* **Task description**:
Below is a block of records. Copy every line in it that contains the word "first".

===== Exercise data =====

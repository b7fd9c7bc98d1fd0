//! Request/response relay between the page, background and UI contexts.

use crate::background::BackgroundContext;
use crate::messages::{Action, Recipient, Request, Response};
use crate::page::PageContext;
use serde_json::Value;
use std::error::Error;
use std::fmt;
use std::sync::{Arc, Mutex};
use std::time::Duration;
use tokio::time::sleep;
use tracing::{debug, info, warn};

/// Time given to a freshly injected page context before the request is retried.
pub const DEFAULT_INJECTION_DELAY: Duration = Duration::from_millis(200);

/// Builds a page context for the active tab on demand.
pub type PageInjector = Box<dyn Fn() -> Arc<PageContext> + Send + Sync>;

/// Errors raised while relaying a message.
#[derive(Debug, Clone, PartialEq, Eq)]
pub enum TransportError {
    /// No context is listening for this action.
    ReceiverMissing(Action),
}

impl fmt::Display for TransportError {
    fn fmt(&self, f: &mut fmt::Formatter<'_>) -> fmt::Result {
        match self {
            Self::ReceiverMissing(action) => write!(
                f,
                "could not establish connection for {}: receiving end does not exist",
                action.name()
            ),
        }
    }
}

impl Error for TransportError {}

/// Address bar view of the active tab.
#[derive(Debug, Clone, PartialEq, Eq)]
pub struct TabInfo {
    /// Tab URL.
    pub url: String,
    /// Tab title.
    pub title: String,
}

/// Routes requests to the context that owns their action.
pub struct Gateway {
    background: Arc<BackgroundContext>,
    tab: TabInfo,
    page: Mutex<Option<Arc<PageContext>>>,
    injector: PageInjector,
}

impl Gateway {
    /// A gateway whose tab has no page context yet.
    pub fn new(background: Arc<BackgroundContext>, tab: TabInfo, injector: PageInjector) -> Self {
        Self {
            background,
            tab,
            page: Mutex::new(None),
            injector,
        }
    }

    /// The active tab.
    pub fn tab(&self) -> &TabInfo {
        &self.tab
    }

    /// Currently attached page context, if any.
    pub fn page(&self) -> Option<Arc<PageContext>> {
        self.page.lock().unwrap_or_else(|p| p.into_inner()).clone()
    }

    /// Injects the page context unless one is already attached. Returns the attached context.
    pub fn inject_page(&self) -> Arc<PageContext> {
        let mut slot = self.page.lock().unwrap_or_else(|p| p.into_inner());
        if let Some(page) = slot.as_ref() {
            debug!("page context already injected");
            return Arc::clone(page);
        }
        let page = (self.injector)();
        *slot = Some(Arc::clone(&page));
        info!(url = %self.tab.url, "page context injected");
        page
    }

    /// Delivers a request and waits for the answer.
    pub async fn send(&self, request: Request) -> Result<Response, TransportError> {
        let action = request.action();
        match action.recipient() {
            Recipient::Background => Ok(self.background.handle(request).await),
            Recipient::Page => {
                let page = self.page().ok_or(TransportError::ReceiverMissing(action))?;
                Ok(page.handle(&request))
            }
        }
    }

    /// Like [`Gateway::send`], but when the page context is missing it injects it, waits
    /// `settle`, and retries exactly once.
    pub async fn send_with_injection(
        &self,
        request: Request,
        settle: Duration,
    ) -> Result<Response, TransportError> {
        match self.send(request.clone()).await {
            Err(TransportError::ReceiverMissing(action)) => {
                warn!(action = action.name(), "no receiver, injecting page context");
                self.inject_page();
                if !settle.is_zero() {
                    sleep(settle).await;
                }
                self.send(request).await
            }
            other => other,
        }
    }

    /// Fire-and-forget delivery.
    pub async fn notify(&self, request: Request) -> Result<(), TransportError> {
        self.send(request).await.map(|_| ())
    }

    /// Dispatches a raw `{"action", "data"}` envelope and returns the JSON answer.
    ///
    /// Unknown actions and malformed payloads come back as failures, never as errors.
    pub async fn dispatch_json(&self, envelope: &Value) -> Value {
        let name = envelope.get("action").and_then(Value::as_str).unwrap_or("");
        if Action::from_name(name).is_none() {
            warn!(action = name, "unrecognized action");
            return Response::unrecognized().to_json();
        }
        let request: Request = match serde_json::from_value(envelope.clone()) {
            Ok(request) => request,
            Err(err) => return Response::failure(format!("invalid payload: {err}")).to_json(),
        };
        match self.send(request).await {
            Ok(response) => response.to_json(),
            Err(err) => Response::failure(err.to_string()).to_json(),
        }
    }
}

#[cfg(test)]
mod tests {
    use super::*;
    use crate::background::ViewerLaunch;
    use crate::download::{DownloadError, DownloadId, DownloadRequest, Downloader};
    use crate::page::PageDocument;
    use crate::scanner::parse_html;
    use crate::store::SnapshotStore;
    use futures_util::future::BoxFuture;
    use pretty_assertions::assert_eq;
    use serde_json::json;
    use std::sync::atomic::{AtomicUsize, Ordering};
    use tokio::sync::mpsc;
    use url::Url;

    struct NullDownloader;

    impl Downloader for NullDownloader {
        fn download(
            &self,
            _request: DownloadRequest,
        ) -> BoxFuture<'_, Result<DownloadId, DownloadError>> {
            Box::pin(async { Ok(7) })
        }
    }

    fn gateway(injections: Arc<AtomicUsize>) -> (Gateway, mpsc::UnboundedReceiver<ViewerLaunch>) {
        let store = Arc::new(SnapshotStore::new());
        let (tx, rx) = mpsc::unbounded_channel();
        let background = Arc::new(BackgroundContext::new(
            Arc::new(NullDownloader),
            Arc::clone(&store),
            Duration::ZERO,
            tx,
        ));
        let injector: PageInjector = Box::new(move || {
            injections.fetch_add(1, Ordering::SeqCst);
            let document = PageDocument::from_parsed(
                Url::parse("https://tab.test/").unwrap(),
                parse_html(r#"<img src="a.png" width="4" height="4"><img src="b.png" width="4" height="4">"#),
            );
            Arc::new(PageContext::new(document, Arc::clone(&store), Duration::ZERO))
        });
        let tab = TabInfo {
            url: "https://tab.test/".into(),
            title: "Tab".into(),
        };
        (Gateway::new(background, tab, injector), rx)
    }

    #[tokio::test(flavor = "current_thread")]
    async fn page_requests_fail_without_a_receiver() {
        let (gateway, _rx) = gateway(Arc::new(AtomicUsize::new(0)));
        assert_eq!(
            gateway.send(Request::GetImageCount).await,
            Err(TransportError::ReceiverMissing(Action::GetImageCount))
        );
    }

    #[tokio::test(flavor = "current_thread")]
    async fn injects_once_and_retries() {
        let injections = Arc::new(AtomicUsize::new(0));
        let (gateway, _rx) = gateway(Arc::clone(&injections));

        let first = gateway
            .send_with_injection(Request::GetImageCount, Duration::ZERO)
            .await;
        let second = gateway
            .send_with_injection(Request::GetImageCount, Duration::ZERO)
            .await;

        assert_eq!(first, Ok(Response::ImageCount { count: 2 }));
        assert_eq!(second, Ok(Response::ImageCount { count: 2 }));
        assert_eq!(injections.load(Ordering::SeqCst), 1);
    }

    #[test]
    fn injection_is_idempotent() {
        let injections = Arc::new(AtomicUsize::new(0));
        let (gateway, _rx) = gateway(Arc::clone(&injections));

        let a = gateway.inject_page();
        let b = gateway.inject_page();

        assert!(Arc::ptr_eq(&a, &b));
        assert_eq!(injections.load(Ordering::SeqCst), 1);
    }

    #[tokio::test(flavor = "current_thread")]
    async fn unknown_actions_are_answered_not_dropped() {
        let (gateway, _rx) = gateway(Arc::new(AtomicUsize::new(0)));

        let body = gateway.dispatch_json(&json!({ "action": "formatDisk" })).await;
        assert_eq!(body, json!({ "success": false, "error": "unrecognized action" }));

        let body = gateway.dispatch_json(&json!({ "data": 1 })).await;
        assert_eq!(body["error"], "unrecognized action");
    }

    #[tokio::test(flavor = "current_thread")]
    async fn json_dispatch_reaches_background() {
        let (gateway, mut rx) = gateway(Arc::new(AtomicUsize::new(0)));

        let body = gateway
            .dispatch_json(&json!({
                "action": "downloadImage",
                "data": { "url": "https://cdn.test/a.png" }
            }))
            .await;
        assert_eq!(body, json!({ "success": true, "downloadId": 7 }));

        let body = gateway.dispatch_json(&json!({ "action": "openViewer" })).await;
        assert_eq!(body, Value::Null);
        assert!(rx.try_recv().is_ok());

        let body = gateway
            .dispatch_json(&json!({ "action": "downloadImage", "data": { "nope": true } }))
            .await;
        assert_eq!(body["success"], false);
    }
}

=====

* **Solution for this problem**:
        let first = gateway
        assert_eq!(first, Ok(Response::ImageCount { count: 2 }));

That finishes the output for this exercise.